Expert en sécurité connu: la KFOR s'occupe de la présence de gangs dans les masques

La situation d'hier soir dans le nord du pays est la poursuite de la guerre hybride, menée par la Russie et la Serbie, qui reconnaît ainsi l'expert en sécurité Agim Musliu. Selon lui, l'inquiétude est la présence de masques et de bandes armées dans le nord du pays, ce que la KFOR dit devrait être concerné alors que [...]
Dans une interview pour la presse du Kosovo, Musliu jusqu'à ce qu'il commente les derniers développements dans le nord souligne qu'une situation tendue correspond essentiellement au président russe Vladimir Poutine.

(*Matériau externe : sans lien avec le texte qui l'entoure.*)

//! Session configuration.
//!
//! Defaults suit a BLE presentment at a counter. Everything can be overridden from a
//! JSON file or from `PROXIMITY_*` environment variables.
use std::path::Path;
use std::time::Duration;

use serde::{Deserialize, Serialize};

use crate::definitions::device_key::cose_key::EC2Curve;

#[derive(Debug, Clone, thiserror::Error, PartialEq, Eq)]
pub enum ConfigError {
    #[error("failed to read config file: {0}")]
    Read(String),
    #[error("failed to parse config: {0}")]
    Parse(String),
    #[error("invalid config: {0}")]
    Invalid(String),
}

#[derive(Debug, Clone, PartialEq, Eq, Serialize, Deserialize)]
#[serde(default, deny_unknown_fields)]
pub struct SessionConfig {
    /// How long the holder waits for the reader's first message.
    pub engagement_timeout_ms: u64,

    /// How long a single connection attempt may take.
    pub connect_timeout_ms: u64,

    /// How long to wait for each complete inbound message.
    pub receive_timeout_ms: u64,

    /// Largest reassembled message accepted, in bytes.
    pub max_message_size: usize,

    /// Curve for the ephemeral session keys.
    pub ephemeral_curve: EC2Curve,
}

impl Default for SessionConfig {
    fn default() -> Self {
        Self {
            engagement_timeout_ms: 30_000,
            connect_timeout_ms: 10_000,
            receive_timeout_ms: 30_000,
            max_message_size: 1024 * 1024, // 1 MiB
            ephemeral_curve: EC2Curve::P256,
        }
    }
}

impl SessionConfig {
    pub fn from_json(json: &str) -> Result<Self, ConfigError> {
        let config: Self =
            serde_json::from_str(json).map_err(|e| ConfigError::Parse(e.to_string()))?;
        config.validate()?;
        Ok(config)
    }

    pub fn from_file(path: impl AsRef<Path>) -> Result<Self, ConfigError> {
        let content =
            std::fs::read_to_string(path.as_ref()).map_err(|e| ConfigError::Read(e.to_string()))?;
        Self::from_json(&content)
    }

    /// Apply `PROXIMITY_*_TIMEOUT_MS` and `PROXIMITY_MAX_MESSAGE_SIZE` overrides.
    pub fn with_env_overrides(mut self) -> Result<Self, ConfigError> {
        fn var<T: std::str::FromStr>(name: &str) -> Result<Option<T>, ConfigError> {
            match std::env::var(name) {
                Ok(v) => v
                    .parse()
                    .map(Some)
                    .map_err(|_| ConfigError::Parse(format!("{name}={v}"))),
                Err(_) => Ok(None),
            }
        }
        if let Some(v) = var("PROXIMITY_ENGAGEMENT_TIMEOUT_MS")? {
            self.engagement_timeout_ms = v;
        }
        if let Some(v) = var("PROXIMITY_CONNECT_TIMEOUT_MS")? {
            self.connect_timeout_ms = v;
        }
        if let Some(v) = var("PROXIMITY_RECEIVE_TIMEOUT_MS")? {
            self.receive_timeout_ms = v;
        }
        if let Some(v) = var("PROXIMITY_MAX_MESSAGE_SIZE")? {
            self.max_message_size = v;
        }
        self.validate()?;
        Ok(self)
    }

    pub fn validate(&self) -> Result<(), ConfigError> {
        if self.engagement_timeout_ms == 0
            || self.connect_timeout_ms == 0
            || self.receive_timeout_ms == 0
        {
            return Err(ConfigError::Invalid("timeouts must be non-zero".into()));
        }
        if self.max_message_size == 0 {
            return Err(ConfigError::Invalid("max_message_size must be non-zero".into()));
        }
        if !matches!(self.ephemeral_curve, EC2Curve::P256 | EC2Curve::P384) {
            return Err(ConfigError::Invalid(format!(
                "{:?} cannot be used for session keys",
                self.ephemeral_curve
            )));
        }
        Ok(())
    }

    pub fn engagement_timeout(&self) -> Duration {
        Duration::from_millis(self.engagement_timeout_ms)
    }

    pub fn connect_timeout(&self) -> Duration {
        Duration::from_millis(self.connect_timeout_ms)
    }

    pub fn receive_timeout(&self) -> Duration {
        Duration::from_millis(self.receive_timeout_ms)
    }
}

#[cfg(test)]
mod test {
    use super::*;

    #[test]
    fn defaults_are_valid() {
        let config = SessionConfig::default();
        config.validate().unwrap();
        assert_eq!(config.connect_timeout(), Duration::from_secs(10));
        assert_eq!(config.max_message_size, 1 << 20);
    }

    #[test]
    fn partial_json_keeps_defaults() {
        let config =
            SessionConfig::from_json(r#"{"receive_timeout_ms": 500, "ephemeral_curve": "P384"}"#)
                .unwrap();
        assert_eq!(config.receive_timeout_ms, 500);
        assert_eq!(config.ephemeral_curve, EC2Curve::P384);
        assert_eq!(config.engagement_timeout_ms, 30_000);
    }

    #[test]
    fn invalid_configs() {
        assert!(matches!(
            SessionConfig::from_json(r#"{"connect_timeout_ms": 0}"#),
            Err(ConfigError::Invalid(_))
        ));
        assert!(matches!(
            SessionConfig::from_json(r#"{"ephemeral_curve": "P521"}"#),
            Err(ConfigError::Invalid(_))
        ));
        assert!(matches!(
            SessionConfig::from_json(r#"{"unknown": 1}"#),
            Err(ConfigError::Parse(_))
        ));
    }
}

“Ce que nous avons vu hier soir est une continuation de la guerre hybride, que la Russie mène avec son partenariat dans les Balkans, la Serbie par l'intermédiaire du président de la Serbie, le criminel de guerre M. Vuciq, et est dans sa poursuite pour arrêter, trébucher, ou pour gagner plus de temps et profiter davantage des internationaux, ou pour dire pour profiter du temps, et aussi pour profiter de l'argent, si les Albanais entravent la population serbe dans le nord et sont menacés par les Albanais... À mon avis, cette situation coïncide principalement avec Poutine. Parce qu'il veut déclencher une nouvelle crise dans les Balkans, pour empêcher la démocratisation des Balkans, il y a en fait toute la guerre contre les États-Unis d'Amérique et l'Union européenne”, dit Musliu.
Musliu dit que la situation dans le nord est calme jusqu'à ce qu'il mentionne des cas de tension.

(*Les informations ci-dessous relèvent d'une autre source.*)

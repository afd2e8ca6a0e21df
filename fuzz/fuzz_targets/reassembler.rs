#![no_main]

use isomdl_proximity::transport::fragment::Reassembler;
use libfuzzer_sys::fuzz_target;

fuzz_target!(|data: &[u8]| {
    // Split the input into units at arbitrary points given by its own bytes.
    let mut reassembler = Reassembler::new(4096);
    let mut rest = data;
    while let Some((&len, tail)) = rest.split_first() {
        let len = (len as usize).min(tail.len());
        let (unit, tail) = tail.split_at(len);
        if let Ok(Some(message)) = reassembler.push(unit) {
            assert!(message.len() <= 4096);
        }
        rest = tail;
    }
});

Il y a quelques instants, le premier moment, et je pense que c'est la clé, qui peut le plus déranger les citoyens serbes et les institutions du Kosovo, qui présentent des gens dans des masques au nord du Kosovo, ce qui n'est pas la première fois. Mais pour cette fois, ils sont également apparus armés au milieu de la journée et il est possible que la Russie et la Serbie en coopération envoient leurs bandes connues opérant sur le territoire de la Serbie et de la Russie pour influencer la déstabilisation de la situation au Kosovo. Et cela devrait ennuyer surtout les Serbes du nord du Kosovo et pousser des institutions encore plus actives de la République du Kosovo”, dit-il.
Cependant, l'expert en sécurité estime que les citoyens du Kosovo doivent se sentir calmes, soulignant ici le soutien des forces alliées du Kosovo.
“Après 30 jours, il ne changera rien en termes de sécurité ou de mise en oeuvre de cette décision du gouvernement, je pense que parce que je ne peux pas la prédire, il peut changer la situation, mais en ce qui concerne ces structures qui se trouvent dans le nord alors la KFOR doit tout d'abord, parce qu'elle a le mandat complet d'opérer sur l'ensemble du territoire de la République du Kosovo, la KFOR devrait être préoccupée par la présence de ces unités au nord de ces personnes, ces bandes masquées qui opèrent et sont prêtes à alimenter le conflit dans cette partie du pays”, dit-il.
Agim Musliu a notamment appelé les médias à ne pas mettre l'accent sur les fausses nouvelles venant de Serbie, mais à croire pleinement aux déclarations des institutions de la République du Kosovo.
Le gouvernement du Kosovo a décidé que les citoyens serbes se doteraient de documents d'entrée une fois entrés sur le territoire de la République du Kosovo.
La décision a commencé à être mise en œuvre lundi à 24 heures, tandis que le dimanche, les Serbes ont placé des barricades aux postes frontière, Jarinje et Brnjak.
Le Premier ministre Albin Kurti a déclaré qu'il était disposé à reporter de 30 jours l'application de cette décision si les barricades quittent les postes frontière.